DO NOT MERGE: Testing context cancellation and status prioritization together #1163

smarterclayton · 2022-02-01T23:28:55Z

#1161, #1162 should significantly reduce perceived end to end latency of startup and shutdown

If CRI returns a container that has been created but is not running, it is not safe to assume it is terminal, as our connection to CRI may have failed. Instead, created is treated as waiting, as in "waiting for this container to start". Either syncPod or syncTerminatingPod is responsible for handling this state.

In preparation for allowing `sync*Pod` methods to be cancelled when the pod transitions to terminating, pass context to the appropriate methods in the Kubelet that might need to be cancelled within a deadline or due to user input. Does not change the behavior of those functions. Change interface methods and stored structs for easier review.

In preparation for allowing `sync*Pod` methods to be cancelled when the pod transitions to terminating, pass context to the appropriate methods in the Kubelet that might need to be cancelled within a deadline or due to user input. Does not change the behavior of those functions. Propagate core long running methods (CRI, GC, streaming) up out of methods towards the top-level. Methods with context imply remote invocations of CRI and so the context is propagated up until it hits either a method carrying a context (such as HTTP servers, or `sync*Pod` which will perform cancellation), a top level wait loop, or a boundary with a subsystem that does not clearly deserve a context propagation. Top level loops get context.Background() and the rest get context.TODO(). This commits contains all such transitions, and subsequent PRs are propagating context only.
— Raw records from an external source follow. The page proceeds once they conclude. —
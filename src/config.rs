use std::env;
use std::fmt;

const DEFAULT_HOST: &str = "127.0.0.1";
const DEFAULT_PORT: u16 = 3000;
const DEFAULT_MAX_CONNECTIONS: u32 = 5;

#[derive(Debug, Clone, PartialEq)]
pub struct Config {
    pub database_url: String,
    pub host: String,
    pub port: u16,
    pub max_connections: u32,
}

#[derive(Debug, PartialEq)]
pub enum ConfigError {
    Missing(&'static str),
    Invalid { var: &'static str, value: String },
}

impl fmt::Display for ConfigError {
    fn fmt(&self, f: &mut fmt::Formatter<'_>) -> fmt::Result {
        match self {
            ConfigError::Missing(var) => write!(f, "{} must be set", var),
            ConfigError::Invalid { var, value } => write!(f, "{} has an invalid value: {:?}", var, value),
        }
    }
}

impl std::error::Error for ConfigError {}

impl Config {
    pub fn from_env() -> Result<Self, ConfigError> {
        Self::from_lookup(|key| env::var(key).ok())
    }

    fn from_lookup<F>(lookup: F) -> Result<Self, ConfigError>
    where
        F: Fn(&str) -> Option<String>,
    {
        let database_url = lookup("DATABASE_URL")
            .filter(|url| !url.is_empty())
            .ok_or(ConfigError::Missing("DATABASE_URL"))?;

        let host = lookup("HOST").unwrap_or_else(|| DEFAULT_HOST.to_string());

        let port = match lookup("PORT") {
            Some(value) => value
                .parse::<u16>()
                .map_err(|_| ConfigError::Invalid { var: "PORT", value })?,
            None => DEFAULT_PORT,
        };

        let max_connections = match lookup("DATABASE_MAX_CONNECTIONS") {
            Some(value) => match value.parse::<u32>() {
                Ok(n) if n >= 1 => n,
                _ => {
                    return Err(ConfigError::Invalid {
                        var: "DATABASE_MAX_CONNECTIONS",
                        value,
                    })
                }
            },
            None => DEFAULT_MAX_CONNECTIONS,
        };

        Ok(Config {
            database_url,
            host,
            port,
            max_connections,
        })
    }

    pub fn bind_address(&self) -> (String, u16) {
        (self.host.clone(), self.port)
    }
}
In preparation for allowing `sync*Pod` methods to be cancelled when the pod transitions to terminating, pass context to the appropriate methods in the Kubelet that might need to be cancelled within a deadline or due to user input. Does not change the behavior of those functions. For the remote CRI service, remove the wrappers that injected a new context and call the direct context equivalents for timeout.

In preparation for allowing `sync*Pod` methods to be cancelled when the pod transitions to terminating, pass context to the appropriate methods in the Kubelet that might need to be cancelled within a deadline or due to user input. Does not change the behavior of those functions. Contains all propagation of context upwards when the parent method either now passes context, or context was already present.

In preparation for allowing `sync*Pod` methods to be cancelled when the pod transitions to terminating, pass context to the appropriate methods in the Kubelet that might need to be cancelled within a deadline or due to user input. Does not change the behavior of those functions. Update test methods to pass contexts where changed.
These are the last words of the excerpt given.